(Saved data entries)
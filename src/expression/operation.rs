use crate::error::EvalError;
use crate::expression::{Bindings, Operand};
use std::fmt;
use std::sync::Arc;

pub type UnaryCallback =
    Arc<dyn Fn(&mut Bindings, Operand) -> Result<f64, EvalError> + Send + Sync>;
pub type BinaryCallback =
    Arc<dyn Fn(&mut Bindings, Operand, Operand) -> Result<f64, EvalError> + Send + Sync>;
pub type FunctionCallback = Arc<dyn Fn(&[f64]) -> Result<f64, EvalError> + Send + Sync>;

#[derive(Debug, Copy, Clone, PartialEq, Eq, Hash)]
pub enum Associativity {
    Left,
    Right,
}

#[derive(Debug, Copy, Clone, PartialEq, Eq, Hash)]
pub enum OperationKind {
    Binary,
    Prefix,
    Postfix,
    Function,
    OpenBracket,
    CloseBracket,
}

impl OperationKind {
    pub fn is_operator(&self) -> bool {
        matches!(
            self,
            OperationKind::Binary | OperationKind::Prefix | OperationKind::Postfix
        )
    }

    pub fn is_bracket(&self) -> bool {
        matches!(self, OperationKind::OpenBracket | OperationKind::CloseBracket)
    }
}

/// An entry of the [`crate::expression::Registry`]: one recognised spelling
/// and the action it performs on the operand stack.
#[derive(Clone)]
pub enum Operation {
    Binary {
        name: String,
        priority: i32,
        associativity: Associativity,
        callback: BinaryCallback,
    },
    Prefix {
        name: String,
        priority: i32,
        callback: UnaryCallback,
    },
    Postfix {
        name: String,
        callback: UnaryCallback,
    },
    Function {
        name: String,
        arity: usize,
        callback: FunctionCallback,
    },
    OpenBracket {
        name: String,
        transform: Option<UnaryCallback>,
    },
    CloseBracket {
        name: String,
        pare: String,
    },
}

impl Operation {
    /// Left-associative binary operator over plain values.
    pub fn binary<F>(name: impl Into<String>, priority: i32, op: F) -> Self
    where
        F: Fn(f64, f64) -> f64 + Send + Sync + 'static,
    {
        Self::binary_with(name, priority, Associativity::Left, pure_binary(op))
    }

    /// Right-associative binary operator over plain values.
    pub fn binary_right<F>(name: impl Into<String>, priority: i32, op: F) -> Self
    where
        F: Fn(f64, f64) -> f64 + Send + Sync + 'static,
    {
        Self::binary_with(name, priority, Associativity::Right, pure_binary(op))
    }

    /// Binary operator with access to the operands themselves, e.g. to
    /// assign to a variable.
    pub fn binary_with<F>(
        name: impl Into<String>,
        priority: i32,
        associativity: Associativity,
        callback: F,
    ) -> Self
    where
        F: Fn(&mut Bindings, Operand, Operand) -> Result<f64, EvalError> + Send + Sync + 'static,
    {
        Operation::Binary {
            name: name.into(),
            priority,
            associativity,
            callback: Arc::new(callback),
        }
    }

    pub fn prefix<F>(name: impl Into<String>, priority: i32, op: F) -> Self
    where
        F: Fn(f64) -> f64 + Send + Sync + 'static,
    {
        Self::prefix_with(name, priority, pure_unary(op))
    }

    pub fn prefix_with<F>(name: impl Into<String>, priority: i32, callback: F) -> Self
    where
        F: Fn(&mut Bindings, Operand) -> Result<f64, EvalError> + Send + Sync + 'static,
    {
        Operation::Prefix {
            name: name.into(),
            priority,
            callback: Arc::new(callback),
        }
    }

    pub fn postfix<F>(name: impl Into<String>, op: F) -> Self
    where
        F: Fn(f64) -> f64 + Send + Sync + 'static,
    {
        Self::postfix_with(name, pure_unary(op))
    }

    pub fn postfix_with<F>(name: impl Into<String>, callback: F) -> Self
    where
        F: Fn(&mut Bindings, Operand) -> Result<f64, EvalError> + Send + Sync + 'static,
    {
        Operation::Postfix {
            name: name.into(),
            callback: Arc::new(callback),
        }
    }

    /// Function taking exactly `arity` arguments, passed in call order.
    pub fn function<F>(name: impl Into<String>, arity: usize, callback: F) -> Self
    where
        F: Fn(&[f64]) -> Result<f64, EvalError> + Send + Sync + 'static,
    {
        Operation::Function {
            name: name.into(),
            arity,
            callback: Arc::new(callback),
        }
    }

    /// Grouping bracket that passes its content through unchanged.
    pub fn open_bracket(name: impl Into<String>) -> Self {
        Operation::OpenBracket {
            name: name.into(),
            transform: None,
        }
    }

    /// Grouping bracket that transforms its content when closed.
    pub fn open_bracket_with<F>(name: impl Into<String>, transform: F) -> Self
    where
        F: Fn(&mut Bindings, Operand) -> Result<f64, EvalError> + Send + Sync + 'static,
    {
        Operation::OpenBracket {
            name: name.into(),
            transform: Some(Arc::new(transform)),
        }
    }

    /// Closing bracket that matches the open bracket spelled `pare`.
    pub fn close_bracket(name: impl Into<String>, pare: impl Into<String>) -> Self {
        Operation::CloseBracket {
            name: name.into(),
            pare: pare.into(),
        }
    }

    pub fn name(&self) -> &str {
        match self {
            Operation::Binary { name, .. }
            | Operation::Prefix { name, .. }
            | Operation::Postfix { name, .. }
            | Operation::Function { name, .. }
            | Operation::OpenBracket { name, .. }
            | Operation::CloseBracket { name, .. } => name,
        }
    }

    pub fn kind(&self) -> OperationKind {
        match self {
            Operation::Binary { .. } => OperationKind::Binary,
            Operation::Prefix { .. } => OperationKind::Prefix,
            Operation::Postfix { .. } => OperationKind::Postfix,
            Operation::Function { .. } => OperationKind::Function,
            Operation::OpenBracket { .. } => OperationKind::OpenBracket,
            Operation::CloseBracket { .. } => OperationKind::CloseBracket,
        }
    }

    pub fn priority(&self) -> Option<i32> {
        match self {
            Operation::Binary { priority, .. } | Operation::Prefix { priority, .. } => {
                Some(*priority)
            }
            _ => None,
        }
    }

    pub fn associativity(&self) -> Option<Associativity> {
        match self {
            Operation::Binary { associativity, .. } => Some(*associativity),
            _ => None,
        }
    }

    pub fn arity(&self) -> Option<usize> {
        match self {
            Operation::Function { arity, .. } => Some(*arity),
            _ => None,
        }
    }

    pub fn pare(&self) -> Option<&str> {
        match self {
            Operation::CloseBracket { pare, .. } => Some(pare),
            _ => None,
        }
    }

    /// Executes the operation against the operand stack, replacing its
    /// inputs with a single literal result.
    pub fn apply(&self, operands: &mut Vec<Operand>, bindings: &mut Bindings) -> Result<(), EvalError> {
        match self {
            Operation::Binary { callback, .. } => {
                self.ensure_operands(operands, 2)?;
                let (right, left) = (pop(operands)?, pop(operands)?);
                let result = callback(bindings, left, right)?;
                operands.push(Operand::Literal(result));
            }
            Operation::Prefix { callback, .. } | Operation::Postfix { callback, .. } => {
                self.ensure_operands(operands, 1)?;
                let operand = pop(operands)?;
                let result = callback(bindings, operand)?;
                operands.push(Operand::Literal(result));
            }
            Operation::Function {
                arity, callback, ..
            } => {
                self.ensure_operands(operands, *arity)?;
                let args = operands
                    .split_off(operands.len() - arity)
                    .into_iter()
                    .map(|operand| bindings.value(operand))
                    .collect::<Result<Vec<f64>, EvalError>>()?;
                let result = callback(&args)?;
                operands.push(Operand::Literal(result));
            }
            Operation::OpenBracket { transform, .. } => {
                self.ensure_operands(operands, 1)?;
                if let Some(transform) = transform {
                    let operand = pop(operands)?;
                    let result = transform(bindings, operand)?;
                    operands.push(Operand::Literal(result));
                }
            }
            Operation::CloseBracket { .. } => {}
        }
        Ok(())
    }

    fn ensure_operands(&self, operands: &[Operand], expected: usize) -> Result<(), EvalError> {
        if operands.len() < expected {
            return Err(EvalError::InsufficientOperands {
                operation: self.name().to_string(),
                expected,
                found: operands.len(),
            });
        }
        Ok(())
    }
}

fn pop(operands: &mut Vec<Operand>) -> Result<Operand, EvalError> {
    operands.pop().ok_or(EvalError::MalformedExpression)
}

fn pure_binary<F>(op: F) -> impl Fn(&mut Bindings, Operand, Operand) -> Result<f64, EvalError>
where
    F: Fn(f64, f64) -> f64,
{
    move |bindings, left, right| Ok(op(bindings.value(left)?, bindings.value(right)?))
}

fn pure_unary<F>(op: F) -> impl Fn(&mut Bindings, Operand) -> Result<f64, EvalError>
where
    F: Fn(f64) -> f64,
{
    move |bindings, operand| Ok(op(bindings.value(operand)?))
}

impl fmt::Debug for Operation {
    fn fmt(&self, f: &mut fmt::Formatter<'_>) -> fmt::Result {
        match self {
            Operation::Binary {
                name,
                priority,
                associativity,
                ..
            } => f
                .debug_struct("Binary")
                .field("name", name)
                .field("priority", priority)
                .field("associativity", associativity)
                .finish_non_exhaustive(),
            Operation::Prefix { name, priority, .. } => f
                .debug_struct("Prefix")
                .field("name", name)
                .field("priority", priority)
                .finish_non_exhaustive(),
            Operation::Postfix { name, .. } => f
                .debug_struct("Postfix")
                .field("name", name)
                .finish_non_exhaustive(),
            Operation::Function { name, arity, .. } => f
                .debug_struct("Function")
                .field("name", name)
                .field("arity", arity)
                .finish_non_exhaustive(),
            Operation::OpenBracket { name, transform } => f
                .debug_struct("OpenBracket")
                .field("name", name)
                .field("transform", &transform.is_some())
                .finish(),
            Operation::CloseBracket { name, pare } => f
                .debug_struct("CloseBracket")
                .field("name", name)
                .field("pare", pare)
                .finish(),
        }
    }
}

• _Instructions to follow_: The answer is a single number, the count of lines in the records that contain the string "plain".

• _Completed task_: 2